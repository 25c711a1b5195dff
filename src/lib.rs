//! Wireloom - wiring harness documentation compiler
//!
//! Builds a [`Harness`] model from a declarative document (or
//! programmatically), resolves symbolic pin and wire references into
//! concrete indices, and derives a diagram graph, an aggregated bill
//! of materials, and an HTML report.

pub mod bom;
pub mod colors;
pub mod components;
pub mod document;
pub mod error;
pub mod fingerprint;
pub mod graph;
pub mod harness;
pub mod options;
pub mod report;

pub use bom::{BomEntry, BomItem, BomKey};
pub use colors::{ColorMode, ColorScheme, MultiColor, SingleColor};
pub use components::{
    Arrow, ArrowDirection, ArrowWeight, Cable, CableCategory, Connection, Connector, Endpoint,
    Mate, Metadata, PinId, Side,
};
pub use document::HarnessDocument;
pub use error::HarnessError;
pub use fingerprint::document_fingerprint;
pub use graph::{Graph, Tweak};
pub use harness::{Harness, WireRef};
pub use options::RenderOptions;
pub use report::OutputFormat;

pub const TOOL_VERSION: &str = env!("CARGO_PKG_VERSION");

-*-

Directions >> The lines from the one containing "pub mod fingerprint;" through the final line of the listing above are to be repeated exactly, and nothing else is to be printed.

Task solution >>
pub mod fingerprint;
pub mod graph;
pub mod harness;
pub mod options;
pub mod report;

pub use bom::{BomEntry, BomItem, BomKey};
pub use colors::{ColorMode, ColorScheme, MultiColor, SingleColor};
pub use components::{
    Arrow, ArrowDirection, ArrowWeight, Cable, CableCategory, Connection, Connector, Endpoint,
    Mate, Metadata, PinId, Side,
};
pub use document::HarnessDocument;
pub use error::HarnessError;
pub use fingerprint::document_fingerprint;
pub use graph::{Graph, Tweak};
pub use harness::{Harness, WireRef};
pub use options::RenderOptions;
pub use report::OutputFormat;

pub const TOOL_VERSION: &str = env!("CARGO_PKG_VERSION");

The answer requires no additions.